From here to there was an alarming distance, especially straight up and down, a fall as opposed to a stroll. One was much more fearsome, given that gravity and not perambulation was the driving force. If gravity worked sideways, he thought, we’d really be sin trouble.
Not that walking in a straight line wasn’t beset with difficulty. Far from it. There were all kinds of obstacles to be negotiated, from brick walls to other people, hundreds and thousands of them, each attempting to get somewhere, in the process occupying space you yourself wished to inhabit, but couldn’t, as that volume had been usurped.

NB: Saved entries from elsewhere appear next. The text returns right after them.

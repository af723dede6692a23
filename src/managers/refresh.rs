use crate::compositor::{Compositor, KeyImage};
use crate::roblox_client::{GameApi, UniverseId, UNRESOLVED_UNIVERSE};
use crate::settings::{DisplayFormat, SettingsCache};
use crate::streamdeck::Host;
use crate::text_utils::format_count;
use crate::utils::tasks::spawn_logged;
use futures_util::future::join_all;
use log::{debug, info, warn};
use std::collections::{BTreeMap, BTreeSet, HashMap, HashSet};
use std::sync::{Arc, Mutex, Weak};
use std::time::Duration;
use tokio::task::JoinHandle;
use tokio::time::{Instant, MissedTickBehavior};

/// Outcome of one refresh cycle.
#[derive(Debug, Clone, Copy, Default, PartialEq, Eq)]
pub struct RefreshReport {
    /// Instances this cycle actually took on.
    pub refreshed: usize,
    /// Instances dropped because another cycle already had them.
    pub skipped_in_flight: usize,
    /// Distinct resolved universes (excluding the unresolved one).
    pub groups: usize,
    pub renders: usize,
    pub dispatched: usize,
    pub placeholders: usize,
    /// Instances left untouched because their universe had no count.
    pub suppressed: usize,
    pub failed_dispatches: usize,
}

#[derive(Default)]
struct Registry {
    active: HashSet<String>,
    timer: Option<JoinHandle<()>>,
}

/// Unmarks its instances on drop, so a failed or cancelled cycle never
/// leaves them stuck in flight.
struct InFlightClaim<'a> {
    in_flight: &'a Mutex<HashSet<String>>,
    contexts: Vec<String>,
}

impl Drop for InFlightClaim<'_> {
    fn drop(&mut self) {
        if let Ok(mut in_flight) = self.in_flight.lock() {
            for context in &self.contexts {
                in_flight.remove(context);
            }
        }
    }
}

/// Owns every live key and keeps their images current.
///
/// One shared timer drives periodic refreshes; it runs exactly while at least
/// one instance is registered. `register`, `unregister` and `refresh` must be
/// called from inside a Tokio runtime.
pub struct RefreshCoordinator<A: GameApi, H: Host, C: Compositor> {
    api: A,
    host: Arc<H>,
    compositor: C,
    settings: SettingsCache,
    registry: Mutex<Registry>,
    in_flight: Mutex<HashSet<String>>,
    refresh_interval: Duration,
    self_ref: Weak<Self>,
}

impl<A: GameApi, H: Host, C: Compositor> RefreshCoordinator<A, H, C> {
    pub fn new(api: A, host: Arc<H>, compositor: C, refresh_interval: Duration) -> Arc<Self> {
        Arc::new_cyclic(|self_ref| Self {
            api,
            host,
            compositor,
            settings: SettingsCache::new(),
            registry: Mutex::new(Registry::default()),
            in_flight: Mutex::new(HashSet::new()),
            refresh_interval,
            self_ref: self_ref.clone(),
        })
    }

    pub fn settings(&self) -> &SettingsCache {
        &self.settings
    }

    pub fn host(&self) -> &Arc<H> {
        &self.host
    }

    /// Subscribes `context` to periodic refresh, starting the timer if needed.
    pub fn register(&self, context: &str) {
        let Ok(mut registry) = self.registry.lock() else {
            warn!("Registry lock poisoned, cannot register {}", context);
            return;
        };
        registry.active.insert(context.to_string());
        if registry.timer.is_none() {
            registry.timer = Some(self.spawn_timer());
            info!(
                "Refresh timer started ({} ms)",
                self.refresh_interval.as_millis()
            );
        }
    }

    /// Removes `context` from periodic refresh, stopping the timer once nothing
    /// is left. A refresh already running for it is allowed to finish.
    pub fn unregister(&self, context: &str) {
        let Ok(mut registry) = self.registry.lock() else {
            warn!("Registry lock poisoned, cannot unregister {}", context);
            return;
        };
        registry.active.remove(context);
        if registry.active.is_empty() {
            if let Some(timer) = registry.timer.take() {
                timer.abort();
                info!("Refresh timer stopped");
            }
        }
    }

    /// Drops every registration and stops the timer.
    pub fn shutdown(&self) {
        if let Ok(mut registry) = self.registry.lock() {
            registry.active.clear();
            if let Some(timer) = registry.timer.take() {
                timer.abort();
            }
        }
    }

    pub fn is_registered(&self, context: &str) -> bool {
        self.registry
            .lock()
            .map(|r| r.active.contains(context))
            .unwrap_or(false)
    }

    pub fn registered_count(&self) -> usize {
        self.registry.lock().map(|r| r.active.len()).unwrap_or(0)
    }

    pub fn timer_active(&self) -> bool {
        self.registry
            .lock()
            .map(|r| r.timer.is_some())
            .unwrap_or(false)
    }

    pub fn is_in_flight(&self, context: &str) -> bool {
        self.in_flight
            .lock()
            .map(|set| set.contains(context))
            .unwrap_or(false)
    }

    /// Registered contexts, sorted.
    pub fn registered(&self) -> Vec<String> {
        let mut contexts: Vec<String> = self
            .registry
            .lock()
            .map(|r| r.active.iter().cloned().collect())
            .unwrap_or_default();
        contexts.sort();
        contexts
    }

    fn spawn_timer(&self) -> JoinHandle<()> {
        let coordinator = self.self_ref.clone();
        let period = self.refresh_interval;

        tokio::spawn(async move {
            let mut ticker = tokio::time::interval_at(Instant::now() + period, period);
            ticker.set_missed_tick_behavior(MissedTickBehavior::Delay);
            loop {
                ticker.tick().await;
                let Some(coordinator) = coordinator.upgrade() else {
                    return;
                };
                let contexts = coordinator.registered();
                // Its own task: stopping the timer must not cancel a running cycle.
                spawn_logged("periodic refresh", async move {
                    coordinator.refresh(contexts).await;
                    Ok(())
                });
            }
        })
    }

    /// Takes the contexts not already in flight and marks them, under one lock.
    fn claim(&self, contexts: Vec<String>) -> (Vec<String>, usize) {
        let Ok(mut in_flight) = self.in_flight.lock() else {
            return (Vec::new(), contexts.len());
        };
        let mut claimed = Vec::with_capacity(contexts.len());
        let mut skipped = 0;
        for context in contexts {
            if in_flight.insert(context.clone()) {
                claimed.push(context);
            } else if !claimed.contains(&context) {
                skipped += 1;
            }
        }
        (claimed, skipped)
    }

    /// Runs one refresh cycle for `contexts`.
    ///
    /// Contexts already being refreshed are skipped, not queued. Every
    /// external failure degrades to a placeholder or to leaving the key's
    /// current image alone; nothing here aborts the cycle.
    pub async fn refresh(&self, contexts: Vec<String>) -> RefreshReport {
        let (claimed, skipped_in_flight) = self.claim(contexts);
        let mut report = RefreshReport {
            skipped_in_flight,
            ..RefreshReport::default()
        };
        if claimed.is_empty() {
            return report;
        }
        report.refreshed = claimed.len();
        let claim = InFlightClaim {
            in_flight: &self.in_flight,
            contexts: claimed,
        };

        // Settings are read now, not when the refresh was scheduled.
        let members: Vec<(String, u64, DisplayFormat)> = claim
            .contexts
            .iter()
            .map(|context| {
                let settings = self.settings.get(context);
                (context.clone(), settings.place_id, settings.format)
            })
            .collect();

        let universes = self.resolve_places(&members).await;

        let mut groups: BTreeMap<UniverseId, Vec<(String, DisplayFormat)>> = BTreeMap::new();
        for (context, place_id, format) in members {
            let universe = universes
                .get(&place_id)
                .copied()
                .unwrap_or(UNRESOLVED_UNIVERSE);
            groups.entry(universe).or_default().push((context, format));
        }
        let unresolved = groups.remove(&UNRESOLVED_UNIVERSE).unwrap_or_default();

        let universe_ids: BTreeSet<UniverseId> = groups.keys().copied().collect();
        report.groups = universe_ids.len();

        let (icons, counts) = if universe_ids.is_empty() {
            (HashMap::new(), HashMap::new())
        } else {
            tokio::join!(
                self.api.fetch_icons(&universe_ids),
                self.api.fetch_counts(&universe_ids)
            )
        };

        let mut rendered: HashMap<(UniverseId, DisplayFormat), Option<KeyImage>> = HashMap::new();
        for (universe, members) in &groups {
            let Some(&count) = counts.get(universe) else {
                debug!("No player count for universe {}, leaving its keys alone", universe);
                report.suppressed += members.len();
                continue;
            };
            let icon = icons.get(universe).map(Vec::as_slice);

            for (context, format) in members {
                let image = rendered.entry((*universe, *format)).or_insert_with(|| {
                    report.renders += 1;
                    let text = format_count(count, *format);
                    match self.compositor.render(icon, &text) {
                        Ok(image) => Some(image),
                        Err(e) => {
                            warn!("Rendering universe {} failed: {:#}", universe, e);
                            None
                        }
                    }
                });
                match image {
                    Some(image) => self.dispatch(context, image, &mut report),
                    None => report.suppressed += 1,
                }
            }
        }

        if !unresolved.is_empty() {
            let placeholder = KeyImage::placeholder();
            for (context, _) in &unresolved {
                self.dispatch(context, &placeholder, &mut report);
                report.placeholders += 1;
            }
        }

        drop(claim);
        debug!("Refresh cycle finished: {:?}", report);
        report
    }

    /// Resolves each distinct configured place once. Unset places never hit the network.
    async fn resolve_places(
        &self,
        members: &[(String, u64, DisplayFormat)],
    ) -> HashMap<u64, UniverseId> {
        let places: BTreeSet<u64> = members
            .iter()
            .map(|(_, place_id, _)| *place_id)
            .filter(|place_id| *place_id != 0)
            .collect();

        let lookups = places.into_iter().map(|place_id| async move {
            (place_id, self.api.resolve_universe(place_id).await)
        });
        join_all(lookups).await.into_iter().collect()
    }

    fn dispatch(&self, context: &str, image: &KeyImage, report: &mut RefreshReport) {
        match self.host.set_image(context, image) {
            Ok(()) => report.dispatched += 1,
            Err(e) => {
                warn!("Failed to send image to {}: {:#}", context, e);
                report.failed_dispatches += 1;
            }
        }
    }
}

Timing came into it. Measuring, too. Wisps of steam issued from his ears as he concentrated, making a series of adjustments in both speed and orientation, leaning one way then the other in an effort to maintain direction. The least deflection the better.
He started with something simple, the half mile to the supermarket as the crow flies putting in his path only one major road, four lanes of potential disaster, but otherwise just houses and gardens, bushes and fences to scramble over and wrestle through, utilizing doors and windows where possible, gates, ignoring the TV watching residents whose surprise at his appearance and subsequent passage through their living-rooms and kitchens, downstairs toilets and gazebos left them momentarily paralysed and disbelieving, sufficiently so that he could be on his way in seconds and they might return to whichever soap opera, film or documentary had previously occupied their attention. Dogs were more of a problem. He had to accelerate away from those. But he made it to the supermarket via roofs and embankments, and was so pleased with himself he took a taxi home, after first purchasing beer and pizza.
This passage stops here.